Very nice Simon - cool composition and arrangement. Mockup sounds superb - well done!


----------



## Aaron Sapp (Oct 21, 2005)

Some sexy stuff there Simon.  Hope to hear more!


----------



## Alex W (Oct 22, 2005)

not a bad cue there dude nice work...



Simon Ravn said:


> ...Beats don't really interest me...



SMITE HIM!!


----------



## Nick Batzdorf (Oct 22, 2005)

Aaron's right: that's a sexy piece of organized sound.


----------



## Niah (Oct 22, 2005)

Alex W said:


> not a bad cue there dude nice work...
> 
> 
> 
> ...



Yea, I've noticed from your other pieces 

I mean, they work really well and are effective and you captured the style well with the programming it's just that in terms of sound they are not very stylistic, they're sort of dead. Sorry I don't know exactly how to put it into words.
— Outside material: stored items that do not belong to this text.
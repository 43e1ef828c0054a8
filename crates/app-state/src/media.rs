//! Media library and the asset-probing contract.
//!
//! Placing media on the timeline is two-phase: a [`MediaProbe`] reports the
//! asset's duration first, and only a successfully probed [`MediaAsset`] can
//! be handed to the clip store. The store itself never waits on I/O.

use lc_common::{ProbeError, SourceId};
use lc_timeline::MediaAsset;
use serde::{Deserialize, Serialize};

/// Reports the duration of an external media asset.
///
/// Implementations may block (decoder metadata, network); callers should
/// probe before taking the session lock.
pub trait MediaProbe {
    fn probe(&self, source_id: &SourceId) -> Result<f64, ProbeError>;
}

impl<F> MediaProbe for F
where
    F: Fn(&SourceId) -> Result<f64, ProbeError>,
{
    fn probe(&self, source_id: &SourceId) -> Result<f64, ProbeError> {
        self(source_id)
    }
}

/// Probe `source_id` and wrap the result as a validated asset.
pub fn probe_asset(
    probe: &dyn MediaProbe,
    source_id: SourceId,
    name: impl Into<String>,
) -> Result<MediaAsset, ProbeError> {
    let duration = probe.probe(&source_id)?;
    MediaAsset::new(source_id, name, duration)
}

/// An entry in the media library.
#[derive(Clone, Debug, PartialEq, Serialize, Deserialize)]
pub struct MediaEntry {
    pub source_id: SourceId,
    /// Display name.
    pub name: String,
    /// Probed duration in seconds.
    pub duration: f64,
}

impl MediaEntry {
    /// Rebuild the validated asset this entry was created from.
    pub fn asset(&self) -> Result<MediaAsset, ProbeError> {
        MediaAsset::new(self.source_id.clone(), self.name.clone(), self.duration)
    }
}

/// Imported media, in import order. Re-importing a source replaces its
/// entry in place.
#[derive(Clone, Debug, Default, Serialize, Deserialize)]
pub struct MediaLibrary {
    entries: Vec<MediaEntry>,
}

impl MediaLibrary {
    pub fn new() -> Self {
        Self::default()
    }

    pub fn insert(&mut self, asset: &MediaAsset) {
        let entry = MediaEntry {
            source_id: asset.source_id().clone(),
            name: asset.name().to_string(),
            duration: asset.duration(),
        };
        match self
            .entries
            .iter_mut()
            .find(|e| e.source_id == entry.source_id)
        {
            Some(existing) => *existing = entry,
            None => {
                tracing::debug!(source = %entry.source_id, name = %entry.name, "Adding media entry");
                self.entries.push(entry);
            }
        }
    }

    pub fn find(&self, source_id: &SourceId) -> Option<&MediaEntry> {
        self.entries.iter().find(|e| &e.source_id == source_id)
    }

    pub fn entries(&self) -> &[MediaEntry] {
        &self.entries
    }

    pub fn len(&self) -> usize {
        self.entries.len()
    }

    pub fn is_empty(&self) -> bool {
        self.entries.is_empty()
    }
}

#[cfg(test)]
mod tests {
    use super::*;

    fn fixed_probe(source_id: &SourceId) -> Result<f64, ProbeError> {
        match source_id.as_str() {
            "ten.mp4" => Ok(10.0),
            "broken.mp4" => Ok(f64::NAN),
            other => Err(ProbeError::Unavailable {
                source_id: SourceId::new(other),
                reason: "no such file".into(),
            }),
        }
    }

    #[test]
    fn probe_asset_success() {
        let asset = probe_asset(&fixed_probe, SourceId::new("ten.mp4"), "Ten").unwrap();
        assert_eq!(asset.name(), "Ten");
        assert!((asset.duration() - 10.0).abs() < f64::EPSILON);
    }

    #[test]
    fn probe_asset_rejects_bad_duration() {
        let err = probe_asset(&fixed_probe, SourceId::new("broken.mp4"), "Broken").unwrap_err();
        assert!(matches!(err, ProbeError::InvalidDuration { .. }));
    }

    #[test]
    fn probe_asset_propagates_unavailable() {
        let err = probe_asset(&fixed_probe, SourceId::new("gone.mp4"), "Gone").unwrap_err();
        assert!(matches!(err, ProbeError::Unavailable { .. }));
    }

    #[test]
    fn library_insert_and_find() {
        let mut library = MediaLibrary::new();
        let asset = probe_asset(&fixed_probe, SourceId::new("ten.mp4"), "Ten").unwrap();
        library.insert(&asset);
        library.insert(&asset);
        assert_eq!(library.len(), 1);

        let entry = library.find(asset.source_id()).unwrap();
        assert_eq!(entry.asset().unwrap(), asset);
        assert!(library.find(&SourceId::new("other.mp4")).is_none());
        assert!(!library.is_empty());
    }
}
//! Export errors.

use thiserror::Error;

#[derive(Error, Debug, Clone, PartialEq)]
pub enum ExportError {
    #[error("Nothing to export: the project has no clips")]
    EmptyProject,

    #[error("Export is already running")]
    AlreadyRunning,

    #[error("Export backend error: {0}")]
    Backend(String),
}

impl From<std::io::Error> for ExportError {
    fn from(err: std::io::Error) -> Self {
        ExportError::Backend(err.to_string())
    }
}

#[cfg(test)]
mod tests {
    use super::*;

    #[test]
    fn error_display_messages() {
        assert!(ExportError::EmptyProject.to_string().contains("no clips"));
        assert!(ExportError::AlreadyRunning.to_string().contains("already"));
        let io = std::io::Error::new(std::io::ErrorKind::PermissionDenied, "read-only");
        let err: ExportError = io.into();
        assert!(matches!(&err, ExportError::Backend(msg) if msg.contains("read-only")));
    }
}
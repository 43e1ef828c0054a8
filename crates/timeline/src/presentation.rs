//! Presentation adapter: what a rendering surface should show at time T.
//!
//! The engine never decodes or draws anything. A surface asks for the
//! active clip at the playhead, seeks its decoder to the effective source
//! time, and applies the clip's audio/visual parameters itself.

use lc_common::{ClipId, SourceId, TimeCode};
use serde::{Deserialize, Serialize};

use crate::clip::Clip;
use crate::project::Project;

/// Decoder drift tolerated before a surface should re-seek.
pub const RESYNC_THRESHOLD_SECS: f64 = 0.2;

/// Return the first clip, in stored order, whose span contains `time`.
///
/// Overlapping clips resolve to whichever comes first in timeline order
/// (earlier start, then earlier insertion), never to the most recently
/// added one.
pub fn active_clip_at(clips: &[Clip], time: f64) -> Option<&Clip> {
    clips.iter().find(|clip| clip.contains_time(time))
}

/// Source time a decoder should be positioned at for timeline `time`.
pub fn effective_source_time(clip: &Clip, time: f64) -> f64 {
    clip.source_time_at(time)
}

/// Linear fade multiplier in `[0, 1]` at timeline `time`.
///
/// Overlapping fade-in and fade-out windows take the smaller of the two
/// ramps.
pub fn fade_gain(clip: &Clip, time: f64) -> f64 {
    let local = time - clip.timeline_position;
    let remaining = clip.duration() - local;
    let mut gain: f64 = 1.0;
    if clip.fade_in > 0.0 && local < clip.fade_in {
        gain = gain.min(local / clip.fade_in);
    }
    if clip.fade_out > 0.0 && remaining < clip.fade_out {
        gain = gain.min(remaining / clip.fade_out);
    }
    gain.clamp(0.0, 1.0)
}

/// Everything a surface needs to render one instant.
#[derive(Clone, Debug, PartialEq, Serialize, Deserialize)]
pub struct RenderParams {
    pub clip_id: ClipId,
    pub source_id: SourceId,
    /// Where the decoder should be, in source seconds.
    pub source_time: f64,
    /// Audio volume to apply (0 when the clip is muted).
    pub volume: f64,
    pub muted: bool,
    /// CSS-style percentages, 100 = unchanged.
    pub brightness: f64,
    pub contrast: f64,
    pub saturation: f64,
    pub fade_in: f64,
    pub fade_out: f64,
    /// Fade multiplier at this instant.
    pub fade_gain: f64,
}

impl RenderParams {
    pub fn for_clip(clip: &Clip, time: f64) -> Self {
        Self {
            clip_id: clip.id,
            source_id: clip.source_id.clone(),
            source_time: effective_source_time(clip, time),
            volume: if clip.muted { 0.0 } else { clip.volume },
            muted: clip.muted,
            brightness: clip.brightness,
            contrast: clip.contrast,
            saturation: clip.saturation,
            fade_in: clip.fade_in,
            fade_out: clip.fade_out,
            fade_gain: fade_gain(clip, time),
        }
    }

    /// Output gain combining volume, mute, and fades.
    pub fn audio_gain(&self) -> f64 {
        self.volume * self.fade_gain
    }

    /// Whether a decoder currently at `decoder_time` has drifted far enough
    /// that it should seek to `source_time`.
    pub fn needs_resync(&self, decoder_time: f64) -> bool {
        (decoder_time - self.source_time).abs() > RESYNC_THRESHOLD_SECS
    }

    /// Whether the surface must switch sources compared to the last frame.
    pub fn is_clip_change(&self, previous: Option<&RenderParams>) -> bool {
        previous.map_or(true, |prev| prev.clip_id != self.clip_id)
    }
}

/// Read side consumed by playback and rendering code.
pub trait PresentationSource {
    fn active_clip_at(&self, time: f64) -> Option<&Clip>;

    fn effective_source_time(&self, clip: &Clip, time: f64) -> f64 {
        effective_source_time(clip, time)
    }

    fn render_params_at(&self, time: f64) -> Option<RenderParams> {
        self.active_clip_at(time)
            .map(|clip| RenderParams::for_clip(clip, time))
    }
}

impl PresentationSource for Project {
    fn active_clip_at(&self, time: f64) -> Option<&Clip> {
        active_clip_at(self.clips(), time)
    }
}

/// Implemented by external renderers that want a frame pushed every tick.
pub trait RenderSurface: Send {
    /// `frame` is `None` when no clip covers the playhead (gap or empty
    /// timeline).
    fn present(&mut self, time: TimeCode, frame: Option<&RenderParams>);
}

#[cfg(test)]
mod tests {
    use super::*;
    use crate::asset::MediaAsset;
    use crate::clip::ClipPatch;

    fn asset(name: &str, duration: f64) -> MediaAsset {
        MediaAsset::new(SourceId::new(name), name, duration).unwrap()
    }

    #[test]
    fn active_clip_in_gap_is_none() {
        let mut project = Project::new("p");
        project.add_clip(&asset("a", 2.0), 0.0);
        project.add_clip(&asset("b", 2.0), 5.0);
        assert!(project.active_clip_at(3.0).is_none());
        assert!(project.active_clip_at(7.0).is_none());
        assert_eq!(
            project.active_clip_at(5.0).unwrap().source_id,
            SourceId::new("b")
        );
    }

    #[test]
    fn overlap_resolves_to_first_in_order() {
        let mut project = Project::new("p");
        let a = project.add_clip(&asset("a", 10.0), 0.0);
        project.add_clip(&asset("b", 10.0), 4.0);
        assert_eq!(project.active_clip_at(6.0).unwrap().id, a);
        assert_eq!(project.active_clip_at(11.0).unwrap().source_id.as_str(), "b");
    }

    #[test]
    fn effective_source_time_uses_in_point() {
        let mut project = Project::new("p");
        let a = project.add_clip(&asset("a", 10.0), 0.0);
        let (_, right) = project.split_clip(a, 4.0).unwrap();
        project.move_clip(right, 20.0).unwrap();
        let clip = project.active_clip_at(21.5).unwrap();
        assert_eq!(clip.id, right);
        assert!((project.effective_source_time(clip, 21.5) - 5.5).abs() < f64::EPSILON);
    }

    #[test]
    fn render_params_reflect_clip_settings() {
        let mut project = Project::new("p");
        let a = project.add_clip(&asset("a", 10.0), 0.0);
        project
            .update_clip(a, &ClipPatch::new().volume(1.5).brightness(120.0).muted(true))
            .unwrap();
        let params = project.render_params_at(2.0).unwrap();
        assert_eq!(params.clip_id, a);
        assert_eq!(params.volume, 0.0);
        assert!(params.muted);
        assert_eq!(params.brightness, 120.0);
        assert_eq!(params.audio_gain(), 0.0);
        assert!(project.render_params_at(10.0).is_none());
    }

    #[test]
    fn fade_gain_ramps() {
        let mut project = Project::new("p");
        let a = project.add_clip(&asset("a", 10.0), 0.0);
        project
            .update_clip(a, &ClipPatch::new().fade_in(2.0).fade_out(4.0))
            .unwrap();
        let clip = project.clip(a).unwrap();
        assert!((fade_gain(clip, 0.0) - 0.0).abs() < f64::EPSILON);
        assert!((fade_gain(clip, 1.0) - 0.5).abs() < f64::EPSILON);
        assert!((fade_gain(clip, 4.0) - 1.0).abs() < f64::EPSILON);
        assert!((fade_gain(clip, 8.0) - 0.5).abs() < f64::EPSILON);
    }

    #[test]
    fn fade_gain_without_fades_is_unity() {
        let mut project = Project::new("p");
        let a = project.add_clip(&asset("a", 3.0), 0.0);
        assert_eq!(fade_gain(project.clip(a).unwrap(), 0.0), 1.0);
    }

    #[test]
    fn resync_threshold() {
        let mut project = Project::new("p");
        project.add_clip(&asset("a", 10.0), 0.0);
        let params = project.render_params_at(5.0).unwrap();
        assert!(!params.needs_resync(5.1));
        assert!(params.needs_resync(5.5));
    }

    #[test]
    fn clip_change_detection() {
        let mut project = Project::new("p");
        project.add_clip(&asset("a", 2.0), 0.0);
        project.add_clip(&asset("b", 2.0), 2.0);
        let first = project.render_params_at(1.0).unwrap();
        let same = project.render_params_at(1.5).unwrap();
        let next = project.render_params_at(2.5).unwrap();
        assert!(first.is_clip_change(None));
        assert!(!same.is_clip_change(Some(&first)));
        assert!(next.is_clip_change(Some(&same)));
    }
}
//! Core types with newtype pattern for type safety.

use serde::{Deserialize, Serialize};
use std::fmt;
use std::ops::{Add, Sub};
use uuid::Uuid;

/// Time code in seconds (f64 precision).
#[derive(Copy, Clone, Debug, PartialEq, PartialOrd, Serialize, Deserialize)]
pub struct TimeCode(pub f64);

impl TimeCode {
    pub const ZERO: Self = Self(0.0);

    pub fn from_secs(secs: f64) -> Self {
        Self(secs)
    }

    pub fn as_secs(self) -> f64 {
        self.0
    }

    pub fn as_millis(self) -> f64 {
        self.0 * 1000.0
    }

    /// Clamp into `[0, max]`. Non-finite values collapse to zero.
    pub fn clamped(self, max: f64) -> Self {
        if !self.0.is_finite() {
            return Self::ZERO;
        }
        Self(self.0.clamp(0.0, max.max(0.0)))
    }
}

impl Add for TimeCode {
    type Output = Self;
    fn add(self, rhs: Self) -> Self {
        Self(self.0 + rhs.0)
    }
}

impl Sub for TimeCode {
    type Output = Self;
    fn sub(self, rhs: Self) -> Self {
        Self(self.0 - rhs.0)
    }
}

impl fmt::Display for TimeCode {
    fn fmt(&self, f: &mut fmt::Formatter<'_>) -> fmt::Result {
        let total_secs = self.0.max(0.0);
        let mins = (total_secs / 60.0) as u32;
        let secs = (total_secs % 60.0) as u32;
        let tenths = ((total_secs % 1.0) * 10.0) as u32;
        write!(f, "{mins}:{secs:02}.{tenths}")
    }
}

/// Video/image resolution.
#[derive(Copy, Clone, Debug, PartialEq, Eq, Hash, Serialize, Deserialize)]
pub struct Resolution {
    pub width: u32,
    pub height: u32,
}

impl Resolution {
    pub const SD: Self = Self {
        width: 854,
        height: 480,
    };
    pub const HD_720: Self = Self {
        width: 1280,
        height: 720,
    };
    pub const HD: Self = Self {
        width: 1920,
        height: 1080,
    };

    pub fn new(width: u32, height: u32) -> Self {
        Self { width, height }
    }

    pub fn pixel_count(self) -> u64 {
        self.width as u64 * self.height as u64
    }
}

impl fmt::Display for Resolution {
    fn fmt(&self, f: &mut fmt::Formatter<'_>) -> fmt::Result {
        write!(f, "{}x{}", self.width, self.height)
    }
}

/// Opaque handle to a media asset owned outside the engine.
#[derive(Clone, Debug, PartialEq, Eq, Hash, Serialize, Deserialize)]
pub struct SourceId(pub String);

impl SourceId {
    pub fn new(id: impl Into<String>) -> Self {
        Self(id.into())
    }

    pub fn as_str(&self) -> &str {
        &self.0
    }
}

impl fmt::Display for SourceId {
    fn fmt(&self, f: &mut fmt::Formatter<'_>) -> fmt::Result {
        write!(f, "{}", self.0)
    }
}

/// Unique clip identifier. Freshly generated for every clip, including
/// both halves of a split, so an id is never handed out twice.
#[derive(Copy, Clone, Debug, PartialEq, Eq, Hash, Serialize, Deserialize)]
pub struct ClipId(pub Uuid);

impl ClipId {
    pub fn new() -> Self {
        Self(Uuid::new_v4())
    }
}

impl Default for ClipId {
    fn default() -> Self {
        Self::new()
    }
}

impl fmt::Display for ClipId {
    fn fmt(&self, f: &mut fmt::Formatter<'_>) -> fmt::Result {
        write!(f, "{}", self.0)
    }
}

#[cfg(test)]
mod tests {
    use super::*;

    #[test]
    fn timecode_display() {
        assert_eq!(TimeCode::from_secs(0.0).to_string(), "0:00.0");
        assert_eq!(TimeCode::from_secs(75.25).to_string(), "1:15.2");
    }

    #[test]
    fn timecode_clamped() {
        assert_eq!(TimeCode::from_secs(-3.0).clamped(10.0), TimeCode::ZERO);
        assert_eq!(TimeCode::from_secs(12.0).clamped(10.0).as_secs(), 10.0);
        assert_eq!(TimeCode::from_secs(f64::NAN).clamped(10.0), TimeCode::ZERO);
        assert_eq!(TimeCode::from_secs(4.0).clamped(-1.0), TimeCode::ZERO);
    }

    #[test]
    fn clip_ids_are_distinct() {
        let a = ClipId::new();
        let b = ClipId::new();
        assert_ne!(a, b);
    }

    #[test]
    fn resolution_display() {
        assert_eq!(Resolution::HD.to_string(), "1920x1080");
        assert_eq!(Resolution::SD.pixel_count(), 854 * 480);
    }
}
In seems to me, and by listening to some David Arnold's and John Powell's scores, that you play a little more with reverb, delay, cuts and filters.

Only a suggestion, keep posting !


----------



## Ed (Oct 22, 2005)

Simon this is great! I think I still like the first version you did last year better, but its a hard choice. Love those strings and brass! Makes me want to check out those Bond scores.

Ed


----------



## Simon Ravn (Oct 23, 2005)

Niah, This beat is just a "background beat". Changing the cutoff with filters, adding delays etc. would not be appropriate. In a more action/dramatic cue with breaks and a lot of changes in pace and tension, it would be appropriate to play around with that sort of stuff but not here.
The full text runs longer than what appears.